A Whole Host of Issues Arise!
At the higher, 86-degree Fahrenheit maximum indoor air temperature standard, there is a far less expensive and better for the environment cooling solution available, an evaporator cooler (a/k/a, swamp cooler). These cooling devices use about one-third of the electricity of an air conditioning unit, and they do not create “heat islands” contributing to global warming the same way air conditioning units do. Evaporator coolers are portable and can be rolled from room to room where they are needed and do not require special structural work as they are placed entirely inside the rental unit.

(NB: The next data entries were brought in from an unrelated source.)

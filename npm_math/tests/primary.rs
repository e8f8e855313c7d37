#[cfg(test)]
mod tests {
    use npm_math::prelude::*;
    use rand::rngs::StdRng;
    use rand::{RngCore, SeedableRng};
    use rstest::rstest;

    fn int(value: i64) -> BigInt {
        let magnitude = BigInt::from_u64(value.unsigned_abs()).unwrap();
        if value < 0 {
            magnitude.neg().unwrap()
        } else {
            magnitude
        }
    }

    fn random_int(rng: &mut StdRng, bytes: usize) -> BigInt {
        let mut buf = vec![0u8; bytes];
        rng.fill_bytes(&mut buf);
        let value = BigInt::from_be_bytes(&buf).unwrap();
        if rng.next_u32() & 1 == 1 {
            value.neg().unwrap()
        } else {
            value
        }
    }

    /// Yields consecutive counter values, big-endian and left-padded to the requested length
    struct CounterSource {
        next: u64,
    }

    impl ByteSource for CounterSource {
        fn read(&mut self, dest: &mut [u8]) -> usize {
            let counter = self.next.to_be_bytes();
            let width = dest.len().min(counter.len());
            let pad = dest.len() - width;
            dest[..pad].fill(0);
            dest[pad..].copy_from_slice(&counter[counter.len() - width..]);
            self.next = self.next.wrapping_add(1);
            dest.len()
        }
    }

    #[test]
    fn big_endian_round_trip() {
        npm_logging::setup_log();
        let value = BigInt::from_be_bytes(&[0x01, 0x02, 0x03]).unwrap();
        assert_eq!(value, int(66051));
        assert_eq!(int(0x010203).to_be_bytes(), vec![0x01, 0x02, 0x03]);

        let mut rng = StdRng::seed_from_u64(7);
        for len in [1usize, 3, 4, 5, 16, 31, 64, 512] {
            let mut bytes = vec![0u8; len];
            rng.fill_bytes(&mut bytes);
            let value = BigInt::from_be_bytes(&bytes).unwrap();
            assert_eq!(value.to_be_bytes_padded(len).unwrap(), bytes);
            let reloaded = BigInt::from_be_bytes(&value.to_be_bytes()).unwrap();
            assert_eq!(reloaded, value);
        }
    }

    #[test]
    fn carry_into_new_digit() {
        npm_logging::setup_log();
        let sum = BigInt::from_digit(u32::MAX).unwrap().add(&int(1)).unwrap();
        assert_eq!(sum.digits(), &[0, 1]);
        assert_eq!(sum, int(1 << 32));
    }

    #[test]
    fn ring_laws() {
        npm_logging::setup_log();
        let mut rng = StdRng::seed_from_u64(0x5eed);
        let one = int(1);

        for _ in 0..50 {
            let a = random_int(&mut rng, 24);
            let b = random_int(&mut rng, 17);
            let c = random_int(&mut rng, 9);

            assert_eq!(a.add(&b).unwrap(), b.add(&a).unwrap());
            assert_eq!(
                a.add(&b).unwrap().add(&c).unwrap(),
                a.add(&b.add(&c).unwrap()).unwrap()
            );
            assert_eq!(a.mul(&one).unwrap(), a);
            assert_eq!(a.add(&b).unwrap().sub(&b).unwrap(), a);
            assert_eq!(a.mul(&b).unwrap(), b.mul(&a).unwrap());
            assert_eq!(
                a.mul(&b.add(&c).unwrap()).unwrap(),
                a.mul(&b).unwrap().add(&a.mul(&c).unwrap()).unwrap()
            );
        }
    }

    #[rstest]
    #[case(100, 7)]
    #[case(-100, 7)]
    #[case(100, -7)]
    #[case(-100, -7)]
    #[case(6, 3)]
    #[case(3, 6)]
    #[case(0, 5)]
    #[case(i64::MAX, 3)]
    #[case(i64::MIN + 1, 0x1_0000_0001)]
    fn division_identity(#[case] a: i64, #[case] b: i64) {
        npm_logging::setup_log();
        let (a, b) = (int(a), int(b));
        let (q, r) = a.div_rem(&b).unwrap();
        assert_eq!(q.mul(&b).unwrap().add(&r).unwrap(), a);
        assert_eq!(r.cmp_mag(&b), std::cmp::Ordering::Less);

        let m = a.modulo(&b).unwrap();
        assert_eq!(m.cmp_mag(&b), std::cmp::Ordering::Less);
        assert!(m.is_zero() || m.is_negative() == b.is_negative());
        // a - m is a multiple of b
        assert!(a.sub(&m).unwrap().modulo(&b).unwrap().is_zero());
    }

    #[test]
    fn division_identity_random() {
        npm_logging::setup_log();
        let mut rng = StdRng::seed_from_u64(42);
        for _ in 0..25 {
            let a = random_int(&mut rng, 40);
            let b = random_int(&mut rng, 13);
            if b.is_zero() {
                continue;
            }

            let (q, r) = a.div_rem(&b).unwrap();
            assert_eq!(q.mul(&b).unwrap().add(&r).unwrap(), a);
            assert_eq!(r.cmp_mag(&b), std::cmp::Ordering::Less);
            assert!(r.is_zero() || r.is_negative() == a.is_negative());
        }
    }

    #[test]
    fn division_by_zero() {
        npm_logging::setup_log();
        assert_eq!(int(5).div_rem(&int(0)).err(), Some(MathError::DivisionByZero));
    }

    #[rstest]
    #[case(48, 18, 6, 144)]
    #[case(18, 48, 6, 144)]
    #[case(17, 5, 1, 85)]
    #[case(1 << 20, 1 << 12, 1 << 12, 1 << 20)]
    #[case(-48, 18, 6, 144)]
    fn gcd_lcm(#[case] a: i64, #[case] b: i64, #[case] gcd: i64, #[case] lcm: i64) {
        npm_logging::setup_log();
        let (a, b) = (int(a), int(b));
        assert_eq!(a.gcd(&b).unwrap(), int(gcd));
        assert_eq!(a.lcm(&b).unwrap(), int(lcm));
    }

    #[test]
    fn gcd_times_lcm_is_product() {
        npm_logging::setup_log();
        let mut rng = StdRng::seed_from_u64(99);
        for _ in 0..20 {
            let shared = random_int(&mut rng, 6).abs().unwrap();
            let a = random_int(&mut rng, 10).abs().unwrap().mul(&shared).unwrap();
            let b = random_int(&mut rng, 8).abs().unwrap().mul(&shared).unwrap();
            if a.is_zero() || b.is_zero() {
                continue;
            }

            let product = a.gcd(&b).unwrap().mul(&a.lcm(&b).unwrap()).unwrap();
            assert_eq!(product, a.mul(&b).unwrap());
        }

        assert_eq!(int(-21).gcd(&int(0)).unwrap(), int(21));
    }

    #[test]
    fn modular_inverse() {
        npm_logging::setup_log();
        assert_eq!(int(3).invmod(&int(11)).unwrap(), int(4));
        assert_eq!(int(3).mulmod(&int(4), &int(11)).unwrap(), int(1));
        assert_eq!(int(2).invmod(&int(4)).err(), Some(MathError::NoInverse));
        assert!(matches!(
            int(2).invmod(&int(1)),
            Err(MathError::InvalidArgument(_))
        ));

        // 2^127 - 1 is prime, so every residue in range has an inverse
        let modulus = int(1).mul_2d(127).unwrap().sub(&int(1)).unwrap();
        let mut rng = StdRng::seed_from_u64(3);
        for _ in 0..10 {
            let a = random_int(&mut rng, 15);
            if a.is_zero() {
                continue;
            }
            let inverse = a.invmod(&modulus).unwrap();
            assert!(!inverse.is_negative());
            assert_eq!(inverse.cmp_mag(&modulus), std::cmp::Ordering::Less);
            assert_eq!(a.mulmod(&inverse, &modulus).unwrap(), int(1));
        }
    }

    #[rstest]
    #[case(2, true)]
    #[case(3, true)]
    #[case(5, true)]
    #[case(1619, true)]
    #[case(1621, true)]
    #[case(32771, true)]
    #[case(65537, true)]
    #[case(2_147_483_647, true)]
    #[case(0, false)]
    #[case(1, false)]
    #[case(4, false)]
    #[case(6, false)]
    #[case(561, false)]
    #[case(1_299_709 * 1_299_721, false)]
    #[case(-7, false)]
    fn primality(#[case] n: i64, #[case] expected: bool) {
        npm_logging::setup_log();
        assert_eq!(is_prime(&int(n), 40).unwrap(), expected);
    }

    #[test]
    fn primality_of_large_values() {
        npm_logging::setup_log();
        // 2^127 - 1 (Mersenne prime) and 2^128 + 1 (composite)
        let mersenne = int(1).mul_2d(127).unwrap().sub(&int(1)).unwrap();
        assert!(is_prime(&mersenne, 16).unwrap());

        let fermat = int(1).mul_2d(128).unwrap().add(&int(1)).unwrap();
        assert!(!is_prime(&fermat, 16).unwrap());

        // a product of two 64-bit primes passes trial division but not Miller–Rabin
        let p = int(1).mul_2d(64).unwrap().sub(&int(59)).unwrap();
        let q = int(1).mul_2d(61).unwrap().sub(&int(1)).unwrap();
        assert!(!is_prime(&p.mul(&q).unwrap(), 8).unwrap());
        assert!(!is_divisible(&p.mul(&q).unwrap()).unwrap());
    }

    #[test]
    fn primality_round_bounds() {
        npm_logging::setup_log();
        for rounds in [0, PRIME_TABLE_SIZE + 1] {
            assert!(matches!(
                is_prime(&int(97), rounds),
                Err(MathError::InvalidArgument(_))
            ));
        }
        assert!(is_prime(&int(97), PRIME_TABLE_SIZE).unwrap());
    }

    #[rstest]
    #[case(ParityClass::Odd)]
    #[case(ParityClass::OddSecondBit)]
    fn random_prime_from_counter(#[case] parity: ParityClass) {
        npm_logging::setup_log();
        let mut source = CounterSource { next: 0 };
        let prime = rand_prime(2, parity, &mut source).unwrap();

        assert!(prime >= int(0xC001));
        assert!(prime <= int(0xFFFF));
        assert!(prime.is_odd());
        if parity == ParityClass::OddSecondBit {
            assert_eq!(prime.mod_digit(4).unwrap(), 3);
        }
        assert!(is_prime(&prime, 40).unwrap());
    }

    #[test]
    fn random_prime_from_rng() {
        npm_logging::setup_log();
        let mut source = RngSource::new(StdRng::seed_from_u64(2024));
        let prime = PrimeGenerator::new(16)
            .parity(ParityClass::OddSecondBit)
            .rounds(20)
            .generate(&mut source)
            .unwrap();

        assert_eq!(prime.unsigned_bin_size(), 16);
        assert_eq!(prime.count_bits(), 128);
        assert!(prime.test_bit(126));
        assert!(is_prime(&prime, 40).unwrap());
    }

    fn make_prime(len: usize) -> Result<BigInt, MathError> {
        let mut source = RngSource::new(rand::rngs::OsRng);
        let p = rand_prime(len, ParityClass::OddSecondBit, &mut source)?;
        assert!(is_prime(&p, DEFAULT_PRIME_ROUNDS)?);
        Ok(p)
    }

    #[test]
    fn random_prime_from_os_rng() {
        npm_logging::setup_log();
        let prime = make_prime(16).unwrap();
        assert_eq!(prime.unsigned_bin_size(), 16);
        assert_eq!(prime.mod_digit(4).unwrap(), 3);
    }

    #[test]
    fn random_prime_attempt_bound() {
        npm_logging::setup_log();
        let mut source = RngSource::new(StdRng::seed_from_u64(1));
        let result = PrimeGenerator::new(64)
            .max_attempts(Some(0))
            .generate(&mut source);
        assert_eq!(result.err(), Some(MathError::AttemptsExhausted(0)));
    }

    #[test]
    fn growth_keeps_digits() {
        npm_logging::setup_log();
        let mut value = int(0x7766_5544_3322_1100);
        let before = value.digits().to_vec();
        for size in [40, 41, 96, 300, 1024] {
            value.grow(size).unwrap();
            assert!(value.capacity() >= size);
            assert_eq!(value.digits(), &before[..]);
            value.shl_bits_assign(0).unwrap();
            assert_eq!(value.used(), 2);
        }

        // digits appearing past the old length must read as zero
        value.lshd(3).unwrap();
        assert_eq!(value.digits()[..3], [0, 0, 0]);
        value.rshd(3);
        assert_eq!(value.digits(), &before[..]);
    }
}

The County’s original report from the Department of Public Health recommended an indoor threshold of 86 degrees to allow for evaporator coolers, and other jurisdictions have adopted the same standard. Unfortunately, the County decided to opt-in for more costly and atmosphere damaging standards – where are the environmentalists when you need them? (The environmentalists are probably the tenants in our buildings looking forward to new, free central air conditioning.)
Any cooling device will be ineffective if too expensive to operate because renters cannot afford the required electricity. It’s like prescribing medication with a high co-pay that makes medicine too expensive for a patient to refill. If this issue is really all about preserving the health of the County’s renter population, and not about the status of having air-conditioned rental units, then evaporator coolers should have been supported by the County instead of the far more costly and more polluting air conditioning units.

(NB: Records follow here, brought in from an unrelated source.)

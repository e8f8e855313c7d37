//! Probabilistic primality testing: trial division against a fixed table of small primes
//! followed by Miller–Rabin rounds that use the same table as witness bases.
//!
//! # Important Notes
//!
//! - Every test is a pure function of its inputs; nothing is cached between calls
//! - Values below two, and all negative values, are reported composite
//! - [`PRIME_TABLE`] is immutable and safe to share across threads

use crate::bigint::{BigInt, Digit};
use crate::misc::MathError;
use std::cmp::Ordering;

/// For generating random primes from an external byte source
pub mod generate;

/// Number of entries in [`PRIME_TABLE`], and the upper bound on Miller–Rabin rounds
pub const PRIME_TABLE_SIZE: usize = 256;

/// The first 256 primes
pub static PRIME_TABLE: [Digit; PRIME_TABLE_SIZE] = [
    0x0002, 0x0003, 0x0005, 0x0007, 0x000B, 0x000D, 0x0011, 0x0013,
    0x0017, 0x001D, 0x001F, 0x0025, 0x0029, 0x002B, 0x002F, 0x0035,
    0x003B, 0x003D, 0x0043, 0x0047, 0x0049, 0x004F, 0x0053, 0x0059,
    0x0061, 0x0065, 0x0067, 0x006B, 0x006D, 0x0071, 0x007F, 0x0083,
    0x0089, 0x008B, 0x0095, 0x0097, 0x009D, 0x00A3, 0x00A7, 0x00AD,
    0x00B3, 0x00B5, 0x00BF, 0x00C1, 0x00C5, 0x00C7, 0x00D3, 0x00DF,
    0x00E3, 0x00E5, 0x00E9, 0x00EF, 0x00F1, 0x00FB, 0x0101, 0x0107,
    0x010D, 0x010F, 0x0115, 0x0119, 0x011B, 0x0125, 0x0133, 0x0137,
    0x0139, 0x013D, 0x014B, 0x0151, 0x015B, 0x015D, 0x0161, 0x0167,
    0x016F, 0x0175, 0x017B, 0x017F, 0x0185, 0x018D, 0x0191, 0x0199,
    0x01A3, 0x01A5, 0x01AF, 0x01B1, 0x01B7, 0x01BB, 0x01C1, 0x01C9,
    0x01CD, 0x01CF, 0x01D3, 0x01DF, 0x01E7, 0x01EB, 0x01F3, 0x01F7,
    0x01FD, 0x0209, 0x020B, 0x021D, 0x0223, 0x022D, 0x0233, 0x0239,
    0x023B, 0x0241, 0x024B, 0x0251, 0x0257, 0x0259, 0x025F, 0x0265,
    0x0269, 0x026B, 0x0277, 0x0281, 0x0283, 0x0287, 0x028D, 0x0293,
    0x0295, 0x02A1, 0x02A5, 0x02AB, 0x02B3, 0x02BD, 0x02C5, 0x02CF,
    0x02D7, 0x02DD, 0x02E3, 0x02E7, 0x02EF, 0x02F5, 0x02F9, 0x0301,
    0x0305, 0x0313, 0x031D, 0x0329, 0x032B, 0x0335, 0x0337, 0x033B,
    0x033D, 0x0347, 0x0355, 0x0359, 0x035B, 0x035F, 0x036D, 0x0371,
    0x0373, 0x0377, 0x038B, 0x038F, 0x0397, 0x03A1, 0x03A9, 0x03AD,
    0x03B3, 0x03B9, 0x03C7, 0x03CB, 0x03D1, 0x03D7, 0x03DF, 0x03E5,
    0x03F1, 0x03F5, 0x03FB, 0x03FD, 0x0407, 0x0409, 0x040F, 0x0419,
    0x041B, 0x0425, 0x0427, 0x042D, 0x043F, 0x0443, 0x0445, 0x0449,
    0x044F, 0x0455, 0x045D, 0x0463, 0x0469, 0x047F, 0x0481, 0x048B,
    0x0493, 0x049D, 0x04A3, 0x04A9, 0x04B1, 0x04BD, 0x04C1, 0x04C7,
    0x04CD, 0x04CF, 0x04D5, 0x04E1, 0x04EB, 0x04FD, 0x04FF, 0x0503,
    0x0509, 0x050B, 0x0511, 0x0515, 0x0517, 0x051B, 0x0527, 0x0529,
    0x052F, 0x0551, 0x0557, 0x055D, 0x0565, 0x0577, 0x0581, 0x058F,
    0x0593, 0x0595, 0x0599, 0x059F, 0x05A7, 0x05AB, 0x05AD, 0x05B3,
    0x05BF, 0x05C9, 0x05CB, 0x05CF, 0x05D1, 0x05D5, 0x05DB, 0x05E7,
    0x05F3, 0x05FB, 0x0607, 0x060D, 0x0611, 0x0617, 0x061F, 0x0623,
    0x062B, 0x062F, 0x063D, 0x0641, 0x0647, 0x0649, 0x064D, 0x0653,
];

/// Returns true if `candidate` is divisible by any entry of [`PRIME_TABLE`]
pub fn is_divisible(candidate: &BigInt) -> Result<bool, MathError> {
    for prime in PRIME_TABLE {
        if candidate.mod_digit(prime)? == 0 {
            return Ok(true);
        }
    }

    Ok(false)
}

/// One Miller–Rabin round of `candidate` to the witness `base` (HAC 4.24).
///
/// Returns false if `candidate` is definitely composite, true if it is probably prime.
/// Fails with [`MathError::InvalidArgument`] unless `candidate` is odd and greater than two
/// and `base` is greater than one
pub fn miller_rabin(candidate: &BigInt, base: &BigInt) -> Result<bool, MathError> {
    if candidate.cmp_digit(3) == Ordering::Less || candidate.is_even() {
        log::debug!(target: "npm", "miller_rabin rejected an even or small candidate");
        return Err(MathError::InvalidArgument(
            "candidate must be odd and greater than two",
        ));
    }

    if base.cmp_digit(1) != Ordering::Greater {
        log::debug!(target: "npm", "miller_rabin rejected a base <= 1");
        return Err(MathError::InvalidArgument("witness base must be greater than one"));
    }

    // candidate - 1 == 2^s * r with r odd
    let n1 = candidate.sub_digit(1)?;
    let s = n1.count_lsb();
    let (r, _) = n1.div_2d(s)?;

    let mut y = base.exptmod(&r, candidate)?;
    if y.cmp_digit(1) == Ordering::Equal || y == n1 {
        return Ok(true);
    }

    for _ in 1..s {
        y = y.sqrmod(candidate)?;
        if y == n1 {
            return Ok(true);
        }

        // a nontrivial square root of one
        if y.cmp_digit(1) == Ordering::Equal {
            return Ok(false);
        }
    }

    Ok(false)
}

/// Runs `rounds` rounds of Miller–Rabin, using the first `rounds` table primes as bases,
/// after trial division. `rounds` must lie in `1..=PRIME_TABLE_SIZE`
pub fn is_prime(candidate: &BigInt, rounds: usize) -> Result<bool, MathError> {
    if rounds == 0 || rounds > PRIME_TABLE_SIZE {
        log::debug!(target: "npm", "is_prime rejected {rounds} rounds");
        return Err(MathError::InvalidArgument(
            "round count must lie between one and the prime table size",
        ));
    }

    if candidate.cmp_digit(2) == Ordering::Less {
        return Ok(false);
    }

    if candidate.used() == 1 && PRIME_TABLE.contains(&candidate.digits()[0]) {
        return Ok(true);
    }

    if is_divisible(candidate)? {
        return Ok(false);
    }

    let mut base = BigInt::new()?;
    for (round, prime) in PRIME_TABLE.iter().take(rounds).enumerate() {
        base.set(*prime);
        if !miller_rabin(candidate, &base)? {
            log::trace!(
                target: "npm",
                "candidate of {} bits failed round {round}",
                candidate.count_bits()
            );
            return Ok(false);
        }
    }

    Ok(true)
}
//! # libnpm Multi-Precision Core (npm_math)
//!
//! Arbitrary-precision signed integer arithmetic and probabilistic prime generation, the
//! numeric foundation beneath libnpm's RSA key material.
//!
//! ## Features
//!
//! * **Digit Store**: growable radix 2^32 digit buffers with sign and significant-length bookkeeping
//! * **Shifts**: digit- and bit-granularity shifts, `mod 2^k` extraction
//! * **Arithmetic**: carry-propagating add/subtract, schoolbook multiply, restoring long division
//! * **Number Theory**: binary GCD, LCM, modular inverse by extended binary GCD, modular exponentiation
//! * **Primality**: trial division against the first 256 primes followed by Miller–Rabin rounds
//! * **Random Primes**: candidates drawn from any [`prime::generate::ByteSource`], including `rand` generators
//!
//! ## Important Notes
//!
//! * Every fallible operation returns a [`misc::MathError`]; allocation failure is reported, not aborted on
//! * Digit buffers are zeroized when dropped and when replaced by a larger allocation
//! * All operations are synchronous; the random byte source is the only call that may block
//!
//! ## Related Components
//!
//! * `npm_logging`: log bootstrap for binaries and tests embedding this crate
//!

#![deny(
    trivial_numeric_casts,
    unused_extern_crates,
    unused_import_braces,
    variant_size_differences,
    unused_features,
    unused_results
)]

/// Convenient imports for external use
pub mod prelude {
    pub use crate::bigint::{BigInt, Digit, Sign, DIGIT_BIT, PRECISION};
    pub use crate::misc::MathError;
    pub use crate::prime::generate::{
        rand_prime, ByteSource, ParityClass, PrimeGenerator, RngSource, DEFAULT_PRIME_ROUNDS,
        MAX_PRIME_BYTES, MIN_PRIME_BYTES,
    };
    pub use crate::prime::{is_divisible, is_prime, miller_rabin, PRIME_TABLE, PRIME_TABLE_SIZE};
}

/// The arbitrary-precision integer and its arithmetic
pub mod bigint;
/// Error type
pub mod misc;
/// Primality testing and random prime generation
pub mod prime;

The expansive requirement to cool all habitable rooms, meaning living, dining and bedrooms, and perhaps even a kitchen (although, not sure if a kitchen is necessary although it falls under the definition of a habitable room generally – not sure ordinance addresses this) is overreaching. As I had stated earlier, families can merely congregate in a cooled room until outside temperatures decrease. Instead, the County sought to add the increased financial burden of covering all habitable rooms. Despite the permitted carveout for small owners, that one habitable room mandate expires sometime in 2032 – by then, small owners must abide by the Full Monty.
Then, there is the insurance issue, which is not addressed by the County’s ordinance but hopefully can be addressed in a lease agreement. Under the County’s ordinance, tenants may upon 5-days’ notice install air-conditioning units. In the case of a tenant installation, that would be tenant property and hopefully be covered by the tenant’s renter’s insurance. But, beyond that policy, it would be up to the owner to cover. And, what happens if the tenant’s installation causes a fire? I know, the whole thing sucks to put it bluntly. Like many other regulations, unintended consequences can and will happen.

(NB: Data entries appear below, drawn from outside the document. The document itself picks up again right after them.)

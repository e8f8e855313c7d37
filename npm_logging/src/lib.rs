//! Logging bootstrap shared by the libnpm crates.
//!
//! Library code logs through the `log` facade under the `"npm"` target. Binaries and
//! tests call [`setup_log`] once to route those records into a `tracing` fmt subscriber.
//!
//! The filter is read from `NPM_LOG`, then `RUST_LOG`, then falls back to [`DEFAULT_DIRECTIVE`].

pub use tracing::{self, debug, error, info, trace, warn};
use tracing_subscriber::fmt::format::FmtSpan;
use tracing_subscriber::fmt::SubscriberBuilder;
use tracing_subscriber::util::SubscriberInitExt;
use tracing_subscriber::EnvFilter;

/// Environment variable consulted before `RUST_LOG`
pub const LOG_ENV_VAR: &str = "NPM_LOG";
/// Used when neither environment variable is set
pub const DEFAULT_DIRECTIVE: &str = "npm=info";

/// Sets up the logging for any crate
pub fn setup_log() {
    std::panic::set_hook(Box::new(|info| {
        error!(target: "npm", "Panic occurred: {}", info);
        std::process::exit(1);
    }));

    setup_log_no_panic_hook()
}

pub fn setup_log_no_panic_hook() {
    let _ = SubscriberBuilder::default()
        .with_line_number(true)
        .with_file(true)
        .with_span_events(FmtSpan::NONE)
        .with_env_filter(env_filter())
        .finish()
        .try_init();
}

fn env_filter() -> EnvFilter {
    std::env::var(LOG_ENV_VAR)
        .ok()
        .and_then(|directives| EnvFilter::try_new(directives).ok())
        .or_else(|| EnvFilter::try_from_default_env().ok())
        .unwrap_or_else(|| EnvFilter::new(DEFAULT_DIRECTIVE))
}
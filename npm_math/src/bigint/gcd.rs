//! Binary (Stein's) greatest common divisor and the least common multiple built on it

use super::{BigInt, Sign};
use crate::misc::MathError;
use std::cmp::Ordering;

impl BigInt {
    /// Returns `gcd(self, rhs)`, always non-negative. `gcd(a, 0) == |a|`
    pub fn gcd(&self, rhs: &BigInt) -> Result<BigInt, MathError> {
        if self.is_zero() {
            return rhs.abs();
        }
        if rhs.is_zero() {
            return self.abs();
        }

        let mut u = self.abs()?;
        let mut v = rhs.abs()?;

        // strip the common power of two, then whatever remains individually
        let u_lsb = u.count_lsb();
        let v_lsb = v.count_lsb();
        let k = u_lsb.min(v_lsb);
        u.shr_bits_assign(u_lsb);
        v.shr_bits_assign(v_lsb);

        while !v.is_zero() {
            if u.cmp_mag(&v) == Ordering::Greater {
                u.exch(&mut v);
            }

            v.sub_mag_assign(&u);
            let lsb = v.count_lsb();
            v.shr_bits_assign(lsb);
        }

        u.shl_bits_assign(k)?;
        u.sign = Sign::Positive;
        Ok(u)
    }

    /// Returns `lcm(self, rhs) = |self * rhs| / gcd(self, rhs)`, computed as the larger operand
    /// divided by the gcd, times the other. The lcm with zero is zero
    pub fn lcm(&self, rhs: &BigInt) -> Result<BigInt, MathError> {
        if self.is_zero() || rhs.is_zero() {
            return BigInt::new();
        }

        let gcd = self.gcd(rhs)?;
        let (larger, other) = if self.cmp_mag(rhs) == Ordering::Less {
            (rhs, self)
        } else {
            (self, rhs)
        };

        let mut lcm = larger.div(&gcd)?.mul(other)?;
        lcm.sign = Sign::Positive;
        Ok(lcm)
    }
}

Then, there is the installation of window units. The ordinance requires a tenant’s installation to abide by code, so the owner would have possible recourse against a tenant who does not meet the code, and perhaps against the installer, but good luck collecting on that one. To the extent a landlord has resources to do so, it would be prudent to review the installation during the regular inspection process and following initial installation (which landlords are to receive 5 days’ notice of). That’s another obligation rental housing providers will now be burdened with. It seemingly never ends.
And there you have it. The 82-Degree Mandate costs you and your residents’ money…you as owner, unfortunately, a lot more money, and imposes new inspection obligations and risks of non-compliance, equipment failure, and taxing the electrical grid. Plus, we get to add more pollutants to our environment. All good in the minds of our County’s Board of Supervisors.